A veces recuerdo con nostalgia mis romances de montaña rusa con hombres que no me devolvían las llamadas, hombres de los que tenía que esconderme. Donde el amor era todo anhelo, no pertenencia. Las palabras mordaces y los sentimientos rotos. La euforia de volver a estar juntos después de romperlo todo.
Crecemos creyendo que el mundo tal y como lo vivimos es el más natural. Cuestionar nuestra experiencia inmediata es desadaptativo cuando somos niños porque, si nuestra vida no es segura, ¿adónde podemos ir?
Como mujer adulta, buscaba situaciones que me devolvieran a mis primeros años.
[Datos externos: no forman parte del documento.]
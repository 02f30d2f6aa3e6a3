//! Collaborator traits
//!
//! - `MergeRequestSource`: lists the currently open merge requests
//! - `ClientRegistry`: list/create/delete OIDC clients
//!
//! Both are async and backend-agnostic. In-memory fakes live in the `fakes`
//! module; the GitLab and Dex crates provide the production implementations.

use async_trait::async_trait;

use crate::domain::{ClientRecord, MergeRequest};
use crate::error::{RegistryResult, SourceResult};

/// Source of truth for which merge requests are open.
///
/// Implementations must return the complete set in one call, paging
/// internally if the backend paginates.
#[async_trait]
pub trait MergeRequestSource: Send + Sync {
    async fn list_open(&self) -> SourceResult<Vec<MergeRequest>>;
}

/// OIDC client registry.
///
/// Guarantees expected by the reconciler:
/// - `create_client` fails with `AlreadyExists` when the id is taken.
/// - `delete_client` fails with `NotFound` when the id is unknown.
/// - channel failures surface as `Transport`, never as a business error.
#[async_trait]
pub trait ClientRegistry: Send + Sync {
    /// List every client the registry knows about.
    async fn list_clients(&self) -> RegistryResult<Vec<ClientRecord>>;

    /// Register a client and return it as stored.
    async fn create_client(&self, client: ClientRecord) -> RegistryResult<ClientRecord>;

    /// Remove a client by id.
    async fn delete_client(&self, id: &str) -> RegistryResult<()>;
}
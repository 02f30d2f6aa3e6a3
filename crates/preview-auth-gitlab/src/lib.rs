//! GitLab merge request source for preview-auth
//!
//! Implements [`preview_auth_core::MergeRequestSource`] on top of the GitLab
//! REST API v4. Pagination is handled internally so callers always get the
//! complete list of open merge requests in one call.

pub mod client;
pub mod error;

pub use client::{GitLabClient, GitLabConfig, DEFAULT_PER_PAGE};
pub use error::GitLabError;

/// Result type for GitLab operations
pub type Result<T> = std::result::Result<T, GitLabError>;
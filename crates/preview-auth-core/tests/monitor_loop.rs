//! Polling loop tests on a paused tokio clock.

use std::sync::atomic::{AtomicUsize, Ordering};
use std::sync::Arc;
use std::time::Duration;

use async_trait::async_trait;
use preview_auth_core::fakes::{MemoryClientRegistry, MemoryMergeRequestSource};
use preview_auth_core::{
    ClientRecord, ClientRegistry, KnownSet, MergeRequest, MergeRequestId, MergeRequestSource,
    Monitor, RedirectTemplate, Reconciler, RegistryError, RegistryResult, SourceError,
    SourceResult,
};

fn monitor(
    interval_secs: u64,
) -> (
    Monitor,
    Arc<MemoryMergeRequestSource>,
    Arc<MemoryClientRegistry>,
) {
    let source = Arc::new(MemoryMergeRequestSource::new());
    let registry = Arc::new(MemoryClientRegistry::new());
    let reconciler = Reconciler::new(
        source.clone(),
        registry.clone(),
        RedirectTemplate::default(),
    );
    (
        Monitor::new(reconciler, Duration::from_secs(interval_secs)),
        source,
        registry,
    )
}

#[tokio::test(start_paused = true)]
async fn polls_once_up_front_then_every_interval() {
    let (monitor, source, _) = monitor(30);

    // initial check at t=0, then t=30, 60, 90; shutdown at t=95
    monitor
        .run_until(tokio::time::sleep(Duration::from_secs(95)))
        .await;

    assert_eq!(source.calls(), 4);
}

#[tokio::test(start_paused = true)]
async fn follows_merge_requests_opening_and_closing() {
    let (monitor, source, registry) = monitor(10);
    source.open(1, "first");

    let mutator = {
        let source = source.clone();
        tokio::spawn(async move {
            tokio::time::sleep(Duration::from_secs(15)).await;
            source.open(2, "second");
            tokio::time::sleep(Duration::from_secs(10)).await;
            source.close(1);
        })
    };

    let known = monitor
        .run_until(tokio::time::sleep(Duration::from_secs(45)))
        .await;
    mutator.await.unwrap();

    assert_eq!(known, [MergeRequestId(2)].into_iter().collect::<KnownSet>());
    assert_eq!(registry.creates(), vec!["mr-1".to_string(), "mr-2".to_string()]);
    assert_eq!(registry.deletes(), vec!["mr-1".to_string()]);
    assert_eq!(registry.client_ids(), vec!["mr-2".to_string()]);
}

#[tokio::test(start_paused = true)]
async fn listing_outage_keeps_clients_until_recovery() {
    let (monitor, source, registry) = monitor(10);
    source.open(7, "fix bug");

    let outage = {
        let source = source.clone();
        tokio::spawn(async move {
            tokio::time::sleep(Duration::from_secs(5)).await;
            source.fail_always(SourceError::Transport("gitlab down".into()));
            tokio::time::sleep(Duration::from_secs(20)).await;
            source.recover();
        })
    };

    let known = monitor
        .run_until(tokio::time::sleep(Duration::from_secs(35)))
        .await;
    outage.await.unwrap();

    assert_eq!(known, [MergeRequestId(7)].into_iter().collect::<KnownSet>());
    assert!(registry.deletes().is_empty());
    assert_eq!(registry.creates(), vec!["mr-7".to_string()]);
}

#[tokio::test(start_paused = true)]
async fn seeding_from_registry_cleans_up_stale_clients() {
    let (monitor, source, registry) = monitor(30);
    let monitor = monitor.with_seed_from_registry(true);
    registry.insert(ClientRecord::for_merge_request(
        &MergeRequest::new(3, "closed while down"),
        &RedirectTemplate::default(),
    ));

    let known = monitor
        .run_until(tokio::time::sleep(Duration::from_secs(1)))
        .await;

    assert!(known.is_empty());
    assert_eq!(source.calls(), 1);
    assert_eq!(registry.deletes(), vec!["mr-3".to_string()]);
}

#[tokio::test(start_paused = true)]
async fn seeding_failure_starts_empty() {
    let (monitor, _, registry) = monitor(30);
    let monitor = monitor.with_seed_from_registry(true);
    registry.fail_list(Some(RegistryError::Transport("dex down".into())));

    assert!(monitor.initial_known_set().await.is_empty());
}

#[tokio::test(start_paused = true)]
async fn shutdown_before_start_returns_empty() {
    let (monitor, source, _) = monitor(30);

    let known = monitor.run_until(std::future::ready(())).await;

    assert!(known.is_empty());
    assert_eq!(source.calls(), 0);
}

/// Answers the first listing, then never returns.
#[derive(Default)]
struct StallingSource {
    calls: AtomicUsize,
}

#[async_trait]
impl MergeRequestSource for StallingSource {
    async fn list_open(&self) -> SourceResult<Vec<MergeRequest>> {
        if self.calls.fetch_add(1, Ordering::SeqCst) == 0 {
            return Ok(vec![MergeRequest::new(1, "first")]);
        }
        std::future::pending().await
    }
}

/// Registry whose calls never complete.
#[derive(Default)]
struct StalledRegistry {
    calls: AtomicUsize,
}

#[async_trait]
impl ClientRegistry for StalledRegistry {
    async fn list_clients(&self) -> RegistryResult<Vec<ClientRecord>> {
        self.calls.fetch_add(1, Ordering::SeqCst);
        std::future::pending().await
    }

    async fn create_client(&self, _client: ClientRecord) -> RegistryResult<ClientRecord> {
        self.calls.fetch_add(1, Ordering::SeqCst);
        std::future::pending().await
    }

    async fn delete_client(&self, _id: &str) -> RegistryResult<()> {
        self.calls.fetch_add(1, Ordering::SeqCst);
        std::future::pending().await
    }
}

#[tokio::test(start_paused = true)]
async fn stalled_listing_blocks_the_loop_until_shutdown() {
    let source = Arc::new(StallingSource::default());
    let registry = Arc::new(MemoryClientRegistry::new());
    let reconciler = Reconciler::new(
        source.clone(),
        registry.clone(),
        RedirectTemplate::default(),
    );
    let monitor = Monitor::new(reconciler, Duration::from_secs(30));

    // initial check at t=0 succeeds, the poll at t=30 never returns
    let known = monitor
        .run_until(tokio::time::sleep(Duration::from_secs(100)))
        .await;

    assert_eq!(source.calls.load(Ordering::SeqCst), 2);
    assert_eq!(known, [MergeRequestId(1)].into_iter().collect::<KnownSet>());
    assert_eq!(registry.creates(), vec!["mr-1".to_string()]);
    assert!(registry.deletes().is_empty());
}

#[tokio::test(start_paused = true)]
async fn stalled_registry_blocks_the_loop_until_shutdown() {
    let source = Arc::new(MemoryMergeRequestSource::new());
    source.open(4, "stuck");
    let registry = Arc::new(StalledRegistry::default());
    let reconciler = Reconciler::new(
        source.clone(),
        registry.clone(),
        RedirectTemplate::default(),
    );
    let monitor = Monitor::new(reconciler, Duration::from_secs(10));

    let known = monitor
        .run_until(tokio::time::sleep(Duration::from_secs(100)))
        .await;

    // the existence check of the initial cycle hangs; nothing else runs
    assert_eq!(source.calls(), 1);
    assert_eq!(registry.calls.load(Ordering::SeqCst), 1);
    assert!(known.is_empty());
}
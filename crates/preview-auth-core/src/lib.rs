//! Preview Auth Core
//!
//! Reconciles ephemeral OIDC clients with the lifecycle of merge requests:
//! every open merge request gets a client named `mr-<iid>`, and the client is
//! removed once the merge request is closed or merged.
//!
//! The crate owns the domain types, the collaborator traits, the
//! [`Reconciler`] (one poll/diff/act cycle) and the [`Monitor`] (the
//! fixed-interval loop). Backends live in `preview-auth-gitlab` and
//! `preview-auth-dex`.

pub mod domain;
pub mod error;
pub mod fakes;
pub mod monitor;
pub mod obs;
pub mod reconciler;
pub mod telemetry;
pub mod traits;

pub use domain::{
    client_id_for, format_ids, generate_client_secret, parse_client_id, ClientRecord, KnownSet,
    MergeRequest, MergeRequestId, RedirectTemplate, RedirectTemplateError, CLIENT_ID_PREFIX,
    DEFAULT_REDIRECT_TEMPLATE,
};
pub use error::{RegistryError, RegistryResult, SourceError, SourceResult};
pub use monitor::{Monitor, DEFAULT_INTERVAL};
pub use reconciler::{CycleReport, EnsureOutcome, Reconciler, RemoveOutcome};
pub use telemetry::init_tracing;
pub use traits::{ClientRegistry, MergeRequestSource};
//! Poll, diff, act.
//!
//! One cycle lists the open merge requests, compares their ids against the
//! known set carried over from the previous cycle, ensures a client for every
//! newly opened MR and removes the client of every MR that disappeared.
//!
//! The known set is threaded through by value: [`Reconciler::run_cycle`] takes
//! the previous set and hands back the next one inside a [`CycleReport`].
//! Registry calls are best-effort. A failed create or delete is logged and
//! reported but does not stop the set from moving to the freshly polled ids,
//! so the set can drift from the registry until the MR changes state again.

use std::sync::Arc;

use crate::domain::{
    client_id_for, ClientRecord, KnownSet, MergeRequest, MergeRequestId, RedirectTemplate,
};
use crate::error::{RegistryError, RegistryResult, SourceError, SourceResult};
use crate::obs;
use crate::traits::{ClientRegistry, MergeRequestSource};

/// Result of [`Reconciler::ensure_client`].
#[derive(Debug, Clone, PartialEq, Eq)]
pub enum EnsureOutcome {
    /// A new client was registered.
    Created(ClientRecord),
    /// A client with the derived id already existed; nothing was sent.
    Skipped,
    /// The existence check or the create call failed.
    Failed(RegistryError),
}

/// Result of [`Reconciler::remove_client`].
#[derive(Debug, Clone, PartialEq, Eq)]
pub enum RemoveOutcome {
    Deleted,
    Failed(RegistryError),
}

/// What one poll cycle did.
#[derive(Debug, Clone, Default, PartialEq, Eq)]
pub struct CycleReport {
    /// Known set to carry into the next cycle.
    pub known: KnownSet,
    pub created: Vec<MergeRequestId>,
    pub skipped: Vec<MergeRequestId>,
    pub create_failed: Vec<(MergeRequestId, RegistryError)>,
    pub deleted: Vec<MergeRequestId>,
    pub delete_failed: Vec<(MergeRequestId, RegistryError)>,
    /// Set when the listing failed; `known` is then the previous set untouched.
    pub poll_error: Option<SourceError>,
}

impl CycleReport {
    fn unchanged(previous: KnownSet, error: SourceError) -> Self {
        CycleReport {
            known: previous,
            poll_error: Some(error),
            ..Default::default()
        }
    }

    /// True when at least one client was registered this cycle.
    pub fn new_clients_created(&self) -> bool {
        !self.created.is_empty()
    }

    pub fn failure_count(&self) -> usize {
        self.create_failed.len() + self.delete_failed.len() + usize::from(self.poll_error.is_some())
    }

    /// True when no registry call was attempted.
    pub fn is_noop(&self) -> bool {
        self.created.is_empty()
            && self.skipped.is_empty()
            && self.create_failed.is_empty()
            && self.deleted.is_empty()
            && self.delete_failed.is_empty()
    }
}

/// Keeps one registry client per open merge request.
pub struct Reconciler {
    source: Arc<dyn MergeRequestSource>,
    registry: Arc<dyn ClientRegistry>,
    redirect: RedirectTemplate,
}

impl Reconciler {
    pub fn new(
        source: Arc<dyn MergeRequestSource>,
        registry: Arc<dyn ClientRegistry>,
        redirect: RedirectTemplate,
    ) -> Self {
        Reconciler {
            source,
            registry,
            redirect,
        }
    }

    pub fn redirect_template(&self) -> &RedirectTemplate {
        &self.redirect
    }

    /// List every open merge request.
    pub async fn poll(&self) -> SourceResult<Vec<MergeRequest>> {
        self.source.list_open().await
    }

    /// Poll and reconcile. A failed poll returns `previous` unchanged and
    /// makes no registry call.
    pub async fn run_cycle(&self, previous: KnownSet) -> CycleReport {
        match self.poll().await {
            Ok(snapshot) => self.reconcile(&previous, &snapshot).await,
            Err(error) => {
                obs::emit_poll_failed(&error);
                CycleReport::unchanged(previous, error)
            }
        }
    }

    /// Diff `snapshot` against `previous` and act on the difference.
    ///
    /// Exactly one [`ensure_client`](Self::ensure_client) per id in
    /// `current - previous` and one [`remove_client`](Self::remove_client)
    /// per id in `previous - current`. Ids present in both are left alone.
    pub async fn reconcile(&self, previous: &KnownSet, snapshot: &[MergeRequest]) -> CycleReport {
        let mut report = CycleReport::default();

        for mr in snapshot {
            // Duplicate entries in one listing count once.
            if !report.known.insert(mr.id) || previous.contains(&mr.id) {
                continue;
            }
            obs::emit_mr_detected(mr.id, &mr.title);
            match self.ensure_client(mr).await {
                EnsureOutcome::Created(_) => report.created.push(mr.id),
                EnsureOutcome::Skipped => report.skipped.push(mr.id),
                EnsureOutcome::Failed(error) => report.create_failed.push((mr.id, error)),
            }
        }

        let closed: KnownSet = previous.difference(&report.known).copied().collect();
        if !closed.is_empty() {
            obs::emit_mrs_closed(&closed);
            for id in closed {
                match self.remove_client(id).await {
                    RemoveOutcome::Deleted => report.deleted.push(id),
                    RemoveOutcome::Failed(error) => report.delete_failed.push((id, error)),
                }
            }
        }

        obs::emit_cycle_finished(
            report.known.len(),
            report.created.len(),
            report.deleted.len(),
            report.failure_count(),
        );
        report
    }

    /// Whether the registry already holds a client with this id.
    pub async fn client_exists(&self, client_id: &str) -> RegistryResult<bool> {
        let clients = self.registry.list_clients().await?;
        Ok(clients.iter().any(|client| client.id == client_id))
    }

    /// Register the client for `mr` unless one already exists.
    ///
    /// A failing existence check aborts: absence is never assumed.
    pub async fn ensure_client(&self, mr: &MergeRequest) -> EnsureOutcome {
        let client_id = client_id_for(mr.id);

        match self.client_exists(&client_id).await {
            Ok(true) => {
                obs::emit_client_skipped(mr.id, &client_id);
                return EnsureOutcome::Skipped;
            }
            Ok(false) => {}
            Err(error) => {
                obs::emit_client_create_failed(mr.id, &client_id, &error);
                return EnsureOutcome::Failed(error);
            }
        }

        let redirect_uri = self.redirect.render(mr.id);
        let record = ClientRecord::for_merge_request(mr, &self.redirect);
        match self.registry.create_client(record).await {
            Ok(created) => {
                obs::emit_client_created(mr.id, &created.id, &created.name, &redirect_uri);
                EnsureOutcome::Created(created)
            }
            Err(error) => {
                obs::emit_client_create_failed(mr.id, &client_id, &error);
                EnsureOutcome::Failed(error)
            }
        }
    }

    /// Delete the client of a closed merge request.
    pub async fn remove_client(&self, id: MergeRequestId) -> RemoveOutcome {
        let client_id = client_id_for(id);
        match self.registry.delete_client(&client_id).await {
            Ok(()) => {
                obs::emit_client_deleted(id, &client_id);
                RemoveOutcome::Deleted
            }
            Err(error) => {
                obs::emit_client_delete_failed(id, &client_id, &error);
                RemoveOutcome::Failed(error)
            }
        }
    }

    /// Rebuild a known set from the registry: every client named `mr-<n>`.
    ///
    /// Lets a restarted process notice MRs that closed while it was down.
    pub async fn seed_known_set(&self) -> RegistryResult<KnownSet> {
        let clients = self.registry.list_clients().await?;
        Ok(clients
            .iter()
            .filter_map(ClientRecord::merge_request_id)
            .collect())
    }
}
//! Error types for the GitLab lister

use preview_auth_core::SourceError;
use thiserror::Error;

/// Errors that can occur while talking to GitLab
#[derive(Error, Debug)]
pub enum GitLabError {
    /// GitLab answered with a non-success status
    #[error("GitLab API error ({status}): {message}")]
    Api { status: u16, message: String },

    /// Request could not be sent or the response could not be read
    #[error("HTTP error: {0}")]
    Http(#[from] reqwest::Error),

    /// Base URL cannot carry an API path
    #[error("invalid GitLab URL: {0}")]
    InvalidUrl(String),

    /// CA certificate could not be read
    #[error("failed to read CA certificate {path}: {source}")]
    Certificate {
        path: String,
        #[source]
        source: std::io::Error,
    },
}

impl From<GitLabError> for SourceError {
    fn from(err: GitLabError) -> Self {
        match err {
            GitLabError::Api { status, message } => SourceError::Api { status, message },
            GitLabError::Http(e) if e.is_decode() => SourceError::Decode(e.to_string()),
            GitLabError::Http(e) if e.is_builder() => SourceError::Config(e.to_string()),
            GitLabError::Http(e) => SourceError::Transport(e.to_string()),
            GitLabError::InvalidUrl(_) | GitLabError::Certificate { .. } => {
                SourceError::Config(err.to_string())
            }
        }
    }
}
Cualquier otra cosa me parecía demasiado extraña para confiar en ella.
Me he disculpado con David por no permitirle el torbellino de romance temprano que merecía. Por culpa de mi angustia, se perdió los meses mágicos y llenos de hormonas que suelen marcar el comienzo de una relación.
A veces, todavía siento una punzada cuando alguien menciona sus primeros días de amor a la deriva, la euforia, la emoción, la burbuja de invencibilidad. Pero hay otros tipos de magia.